Je n'ai jamais entendu nommer le sieur Gceuring dont vous me parlez, je devine bien moins comment il peut avoir besoin de moi; cependant, je m'en chargerai volontiers sur votre recommandation, dût-il m'être inutile au demeurant. Votre lettre m'a trouvé au milieu de mes<339> occupations militaires. Le comte de Gisors339-1 en a été; La Touche l'a fait veiller la nuit, et les manœuvres l'ont fait sortir de bonne heure, de sorte que ce jeune homme aurait risqué de gagner une fièvre chaude : en qualité d'ami du père, j'y ai mis le holà et je l'ai forcé à prendre du sommeil. J'ai pris un lucide intervalle pour vous écrire; je pars vendredi339-2 pour la Poméranie, le 11 pour Magdebourg, et de là j'ai encore une petite tournée à faire.339-3

J'ai vu des lettres de l'Alsace qui ne sont remplies que des tracasseries de Voltaire avec les Jésuites; je ne sais pas si cette société souffrira aussi patiemment que moi les folies et les tours que lui fait le poète. A vue de pays, il pourra en être mauvais marchand, mais ce sont ses affaires, et, Dieu merci, je n'ai plus rien à démêler avec lui.
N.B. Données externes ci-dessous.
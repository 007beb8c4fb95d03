//! Square conversions for algebraic coordinates.
//!
//! Converts between human-readable coordinates (e.g., `e4`) and the internal
//! square value reused by the FEN, PGN, and UCI components.

use crate::game_state::chess_types::Square;

/// Parse a two-character algebraic coordinate (for example: "e4").
///
/// Total and non-panicking: any malformed or out-of-range input yields
/// `None`, so callers can pre-validate square text.
#[inline]
pub fn algebraic_to_square(text: &str) -> Option<Square> {
    let bytes = text.as_bytes();
    if bytes.len() != 2 {
        return None;
    }

    let file = bytes[0];
    let rank = bytes[1];
    if !(b'a'..=b'h').contains(&file) || !(b'1'..=b'8').contains(&rank) {
        return None;
    }

    Square::new(file - b'a', rank - b'1')
}

/// Canonical two-character text for a square (for example: "e4").
#[inline]
pub fn square_to_algebraic(square: Square) -> String {
    let file_char = char::from(b'a' + square.file());
    let rank_char = char::from(b'1' + square.rank());
    format!("{file_char}{rank_char}")
}
//! Attack and check detection.
//!
//! Scans the whole board for pieces of the attacking color. Pawns attack
//! only along their capture diagonals (a forward push never attacks); every
//! other piece kind attacks exactly the squares its pseudo-legal generation
//! reaches.

use crate::game_state::board::Board;
use crate::game_state::chess_rules::pawn_direction;
use crate::game_state::chess_types::{Color, PieceKind, Square};
use crate::move_generation::move_generator::pseudo_legal_targets;

/// True iff any piece of `attacker_color` attacks `square` on `board`.
pub fn is_square_attacked(board: &Board, square: Square, attacker_color: Color) -> bool {
    for (from, piece) in board.occupied_squares(attacker_color) {
        if piece.kind == PieceKind::Pawn {
            let direction = pawn_direction(piece.color);
            for file_delta in [-1i8, 1] {
                if from.offset(file_delta, direction) == Some(square) {
                    return true;
                }
            }
        } else if pseudo_legal_targets(board, from, None).contains(&square) {
            return true;
        }
    }
    false
}

/// True iff the `color` king stands on a square attacked by the opponent.
/// A board with no `color` king answers `false`; that state is unreachable
/// when only legal moves are applied.
#[inline]
pub fn is_king_in_check(board: &Board, color: Color) -> bool {
    match board.king_square(color) {
        Some(king_square) => is_square_attacked(board, king_square, color.opposite()),
        None => false,
    }
}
Je compte que vous aurez à présent reçu toutes mes lettres, tant sur d'Alembert que sur la chose qui vous tient à cœur; je ne vous ai que trop bien servi, mon cher Milord, et je sens que la politique fait quelques reproches à l'amitié de ce que la dernière a travaillé au préjudice de la première; mais vous m'avez séduit, et le plaisir de vous revoir m'a fait passer sur des considérations plus essentielles. Adieu, mon cher Milord, je ne compte pas de pouvoir vous écrire avant la fin du mois, cependant mon silence ne diminuera rien à l'amitié et à l'estime que j'ai pour vous, c'est de quoi je vous prie d'être persuadé.

Fr.

Nach der Ausfertigung. Eigenhändig. In dorso von der Hand des Empfängers: „Du Roy 28 mai 1754.“



339-1 Vergl. S. 336.

339-2 31. Mai.

339-3 Nach Baireuth. Vergl. S. 365.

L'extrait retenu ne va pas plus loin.